From the first line to the last, restate the data word for word.
** Opening Material supplied block **
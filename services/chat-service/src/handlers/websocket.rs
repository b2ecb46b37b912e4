// WebSocket Handler untuk Real-time Chat
use axum::{
    extract::{ws::WebSocketUpgrade, Path, Query, State},
    response::Response,
};
use axum_extra::extract::WithRejection;
use futures::StreamExt;
use serde::Deserialize;
use shared::utils::auth::authenticate;
use std::sync::Arc;
use utoipa::IntoParams;

use crate::{
    agent::ConnectionAgent,
    config::AppState,
    error::{AppError, AppResult},
    messaging,
};

// Browser tidak bisa set header Authorization saat upgrade, token lewat query
#[derive(Debug, Deserialize, IntoParams)]
#[into_params(parameter_in = Query)]
pub struct WsParams {
    pub token: Option<String>,
}

// Upgrade ke WebSocket setelah token dan participant dicek
#[utoipa::path(
    get,
    path = "/ws/{id}",
    tag = "websocket",
    params(
        ("id" = i32, Path, description = "Conversation ID"),
        WsParams
    ),
    responses(
        (status = 101, description = "Switching protocols"),
        (status = 401, description = "Token tidak ada atau tidak valid"),
        (status = 403, description = "Bukan participant"),
        (status = 404, description = "Conversation tidak ditemukan")
    )
)]
pub async fn websocket_handler(
    ws: WebSocketUpgrade,
    State(state): State<AppState>,
    WithRejection(Path(conversation_id), _): WithRejection<Path<i32>, AppError>,
    WithRejection(Query(params), _): WithRejection<Query<WsParams>, AppError>,
) -> AppResult<Response> {
    let token = params
        .token
        .filter(|t| !t.is_empty())
        .ok_or_else(|| AppError::unauthorized("Missing token"))?;

    let user = authenticate(&token, &state.config.jwt_secret)?;
    messaging::authorize_participant(state.store.as_ref(), conversation_id, user.user_id).await?;

    let agent = ConnectionAgent {
        hub: Arc::clone(&state.hub),
        store: Arc::clone(&state.store),
        conversation_id,
        user_id: user.user_id,
        settings: state.config.agent_settings(),
    };

    Ok(ws.on_upgrade(move |socket| async move {
        let (sink, stream) = socket.split();
        agent.run(sink, stream).await;
    }))
}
** Closing Material supplied block **
Result of the task:
filename services/chat-service/src/handlers/websocket.rs
repository b2ecb46b37b912e4
// WebSocket Handler untuk Real-time Chat
use axum::{
    extract::{ws::WebSocketUpgrade, Path, Query, State},
    response::Response,
};
use axum_extra::extract::WithRejection;
use futures::StreamExt;
use serde::Deserialize;
use shared::utils::auth::authenticate;
use std::sync::Arc;
use utoipa::IntoParams;

use crate::{
    agent::ConnectionAgent,
    config::AppState,
    error::{AppError, AppResult},
    messaging,
};

// Browser tidak bisa set header Authorization saat upgrade, token lewat query
#[derive(Debug, Deserialize, IntoParams)]
#[into_params(parameter_in = Query)]
pub struct WsParams {
    pub token: Option<String>,
}

// Upgrade ke WebSocket setelah token dan participant dicek
#[utoipa::path(
    get,
    path = "/ws/{id}",
    tag = "websocket",
    params(
        ("id" = i32, Path, description = "Conversation ID"),
        WsParams
    ),
    responses(
        (status = 101, description = "Switching protocols"),
        (status = 401, description = "Token tidak ada atau tidak valid"),
        (status = 403, description = "Bukan participant"),
        (status = 404, description = "Conversation tidak ditemukan")
    )
)]
pub async fn websocket_handler(
    ws: WebSocketUpgrade,
    State(state): State<AppState>,
    WithRejection(Path(conversation_id), _): WithRejection<Path<i32>, AppError>,
    WithRejection(Query(params), _): WithRejection<Query<WsParams>, AppError>,
) -> AppResult<Response> {
    let token = params
        .token
        .filter(|t| !t.is_empty())
        .ok_or_else(|| AppError::unauthorized("Missing token"))?;

    let user = authenticate(&token, &state.config.jwt_secret)?;
    messaging::authorize_participant(state.store.as_ref(), conversation_id, user.user_id).await?;

    let agent = ConnectionAgent {
        hub: Arc::clone(&state.hub),
        store: Arc::clone(&state.store),
        conversation_id,
        user_id: user.user_id,
        settings: state.config.agent_settings(),
    };

    Ok(ws.on_upgrade(move |socket| async move {
        let (sink, stream) = socket.split();
        agent.run(sink, stream).await;
    }))
}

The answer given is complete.